Founder of Jefferson’s Bourbon, Trey Zoeller, tells us he started the aging process by procuring Kentucky straight bourbon that was originally aged for eight years in Kentucky.

In December 2014, this bourbon went into old Gosling’s Rum barrels, which previously housed the Family Reserve Old Rum, named the Rum of The Year by The Caribbean Journal in 2012. The barrels themselves have a compelling history — they held bourbon for four years, then held Gosling’s for 16 years, then were sent back to Trey for this experiment, in which he dumped the eight-year old, straight Kentucky whiskey.

The bourbon finished for 15 additional months in these barrels before bottling.

“A couple of years ago, I was with Malcolm Gosling and tried his Old Gosling’s Family Reserve and thought it was fantastic,” says Zoeller. “Not being a rum drinker, I poured a little Jefferson’s Reserve and topped it off with the Gosling’s Old Rum and loved it. I immediately asked Malcolm if I could get a hold of his Old Family Reserve Rum cask.”
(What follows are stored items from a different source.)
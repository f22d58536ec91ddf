#![forbid(unsafe_code)]
// Allow pedantic lints for early-stage API ergonomics.
#![allow(clippy::nursery)]
#![allow(clippy::pedantic)]

//! # Reflow
//!
//! Batch front end for the `scribe` renderer: loads pre-parsed AsciiDoc
//! element trees from JSON or YAML files and writes their canonical,
//! optionally wrapped, source text.
//!
//! ## Example
//!
//! ```rust
//! use reflow::{Config, Reflow};
//!
//! let json = r#"{"elements":[{"type":"paragraph","elements":[{"type":"text","text":"Hello world\n"}]}]}"#;
//! let doc = reflow::document_from_json(json).unwrap();
//!
//! let reflow = Reflow::new(Config::new().wrap(8));
//! assert_eq!(reflow.render(&doc).unwrap(), "Hello\nworld\n");
//! ```

pub mod cli;
mod config;
mod error;

use std::fs;
use std::path::{Path, PathBuf};

use adoc::Document;
use rayon::prelude::*;
use scribe::Renderer;
use tracing::{debug, instrument};

pub use config::Config;
pub use error::{Error, Result};

/// Input formats recognized by [`load_document`].
#[derive(Debug, Clone, Copy, PartialEq, Eq)]
pub enum InputFormat {
    Json,
    Yaml,
}

impl InputFormat {
    /// Picks the format from a file extension.
    ///
    /// # Errors
    /// Returns [`Error::UnsupportedFormat`] for any extension other than
    /// `json`, `yaml` or `yml`.
    pub fn from_path(path: &Path) -> Result<Self> {
        match path.extension().and_then(|ext| ext.to_str()) {
            Some("json") => Ok(Self::Json),
            Some("yaml" | "yml") => Ok(Self::Yaml),
            Some(ext) => Err(Error::UnsupportedFormat(ext.to_string())),
            None => Err(Error::UnsupportedFormat("unknown".to_string())),
        }
    }
}

/// Parses a JSON element tree.
///
/// # Errors
/// Returns an error if the JSON does not describe a [`Document`].
pub fn document_from_json(json: &str) -> Result<Document> {
    Ok(serde_json::from_str(json)?)
}

/// Parses a YAML element tree.
///
/// # Errors
/// Returns an error if the YAML does not describe a [`Document`].
pub fn document_from_yaml(yaml: &str) -> Result<Document> {
    Ok(serde_yaml::from_str(yaml)?)
}

/// Loads an element tree, choosing the parser from the file extension.
///
/// # Errors
/// Returns an error if the extension is unsupported, the file cannot be
/// read, or its contents do not parse.
pub fn load_document(path: impl AsRef<Path>) -> Result<Document> {
    let path = path.as_ref();
    let format = InputFormat::from_path(path)?;
    let content = fs::read_to_string(path)?;
    match format {
        InputFormat::Json => document_from_json(&content),
        InputFormat::Yaml => document_from_yaml(&content),
    }
}

/// The outcome of rendering one input file.
#[derive(Debug)]
pub struct Rendered {
    pub input: PathBuf,
    pub result: Result<String>,
}

/// Renders documents according to a [`Config`].
#[derive(Debug, Clone, Default)]
pub struct Reflow {
    config: Config,
}

impl Reflow {
    #[must_use]
    pub fn new(config: Config) -> Self {
        Self { config }
    }

    #[must_use]
    pub fn config(&self) -> &Config {
        &self.config
    }

    fn renderer(&self) -> Renderer {
        Renderer::new().with_wrap(self.config.wrap)
    }

    /// Renders an in-memory document.
    ///
    /// # Errors
    /// Returns [`Error::Render`] if the tree holds an element the renderer
    /// does not support.
    pub fn render(&self, doc: &Document) -> Result<String> {
        Ok(self.renderer().render(doc)?)
    }

    /// Loads and renders a single file.
    ///
    /// # Errors
    /// Returns an error if loading or rendering fails.
    #[instrument(skip(self), fields(wrap = self.config.wrap))]
    pub fn render_file(&self, path: &Path) -> Result<String> {
        let doc = load_document(path)?;
        debug!(elements = doc.elements.len(), "loaded document");
        self.render(&doc)
    }

    /// Renders every input in parallel. Results keep the input order.
    pub fn render_all(&self, inputs: &[PathBuf]) -> Vec<Rendered> {
        inputs
            .par_iter()
            .map(|input| Rendered {
                input: input.clone(),
                result: self.render_file(input),
            })
            .collect()
    }

    /// Where the rendering of `input` is written, or `None` when no output
    /// directory is configured.
    pub fn output_path(&self, input: &Path) -> Option<PathBuf> {
        let dir = self.config.output_dir.as_ref()?;
        let stem = input.file_stem().map_or_else(
            || "document".to_string(),
            |stem| stem.to_string_lossy().into_owned(),
        );
        Some(dir.join(format!("{stem}{}", self.config.suffix)))
    }
}

/// Commonly used types.
pub mod prelude {
    pub use crate::{Config, Error, Reflow, Rendered, Result, load_document};
}

#[cfg(test)]
mod tests {
    use super::*;
    use tempfile::TempDir;

    const JSON: &str = r#"{
        "elements": [
            {"type": "section", "level": 1, "title": [{"type": "text", "text": "Intro"}],
             "elements": [
                {"type": "paragraph", "elements": [
                    {"type": "text", "text": "one two\nthree four five\n"}
                ]}
             ]}
        ]
    }"#;

    const YAML: &str = "
elements:
  - type: paragraph
    elements:
      - type: text
        text: \"alpha beta\\n\"
";

    #[test]
    fn test_format_from_extension() {
        assert_eq!(
            InputFormat::from_path(Path::new("a.json")).unwrap(),
            InputFormat::Json
        );
        assert_eq!(
            InputFormat::from_path(Path::new("a.yml")).unwrap(),
            InputFormat::Yaml
        );
        assert_eq!(
            InputFormat::from_path(Path::new("a.yaml")).unwrap(),
            InputFormat::Yaml
        );
        assert!(matches!(
            InputFormat::from_path(Path::new("a.adoc")),
            Err(Error::UnsupportedFormat(ext)) if ext == "adoc"
        ));
        assert!(matches!(
            InputFormat::from_path(Path::new("README")),
            Err(Error::UnsupportedFormat(ext)) if ext == "unknown"
        ));
    }

    #[test]
    fn test_render_json() {
        let doc = document_from_json(JSON).unwrap();
        let unwrapped = Reflow::default().render(&doc).unwrap();
        assert_eq!(unwrapped, "== Intro\none two\nthree four five\n");

        let wrapped = Reflow::new(Config::new().wrap(80)).render(&doc).unwrap();
        assert_eq!(wrapped, "== Intro\none two three four five\n");
    }

    #[test]
    fn test_render_yaml() {
        let doc = document_from_yaml(YAML).unwrap();
        assert_eq!(Reflow::default().render(&doc).unwrap(), "alpha beta\n");
    }

    #[test]
    fn test_unsupported_element_is_render_error() {
        let doc = document_from_json(r#"{"elements":[{"type":"footnote"}]}"#).unwrap();
        assert!(matches!(
            Reflow::default().render(&doc),
            Err(Error::Render(scribe::RenderError::UnsupportedElement))
        ));
    }

    #[test]
    fn test_output_path() {
        let reflow = Reflow::new(Config::new().output_dir("out"));
        assert_eq!(
            reflow.output_path(Path::new("docs/cluster.json")),
            Some(PathBuf::from("out/cluster.adoc"))
        );
        assert_eq!(Reflow::default().output_path(Path::new("a.json")), None);

        let reflow = Reflow::new(Config::new().output_dir("out").suffix(".txt"));
        assert_eq!(
            reflow.output_path(Path::new("a.yaml")),
            Some(PathBuf::from("out/a.txt"))
        );
    }

    #[test]
    fn test_render_all_keeps_order_and_isolates_failures() {
        let dir = TempDir::new().unwrap();
        let good = dir.path().join("good.json");
        let bad = dir.path().join("bad.json");
        let yaml = dir.path().join("other.yaml");
        fs::write(&good, JSON).unwrap();
        fs::write(&bad, "{not json").unwrap();
        fs::write(&yaml, YAML).unwrap();

        let inputs = vec![good.clone(), bad.clone(), yaml.clone()];
        let results = Reflow::default().render_all(&inputs);
        assert_eq!(results.len(), 3);
        assert_eq!(results[0].input, good);
        assert!(results[0].result.is_ok());
        assert_eq!(results[1].input, bad);
        assert!(matches!(results[1].result, Err(Error::Json(_))));
        assert_eq!(results[2].input, yaml);
        assert_eq!(results[2].result.as_deref().unwrap(), "alpha beta\n");
    }

    #[test]
    fn test_missing_file_is_io_error() {
        assert!(matches!(
            load_document("does/not/exist.json"),
            Err(Error::Io(_))
        ));
    }
}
goslings-family-reserve-old-rumThis is not the brand’s first collaborative project. Zoeller has worked with nationally-renowned Chef Edward Lee of 610 Magnolia in Louisville, KY to create a special Chef’s Collaboration bourbon meant to pair especially well with Lee’s spicy Korean food.

“Sometimes you act on a hunch and it turns out as you expected it to,” adds Zoeller.

Trey barrel-aged a Manhattan and sold the finished experiment as a premium bottled cocktail nationwide in collaboration with Esquire magazine, and, most recently, he’s collaborated with James Beard Award-winning Chef John Besh in an experiment to float barrels of bourbon along the waterways from Louisville to New York City to determine the difference in maturation and taste from shipping methods of the past and today.

Zoeller put the brand on the map by daring to go where most other producers would not. He has sent bourbon barrels on global ship voyages – in the Jefferson’s Ocean which we were the first report on BourbonBlog.com –  crossing several continents and climate zones in the process – and he has aged bourbon in wine barrels to see how it would affect its finish.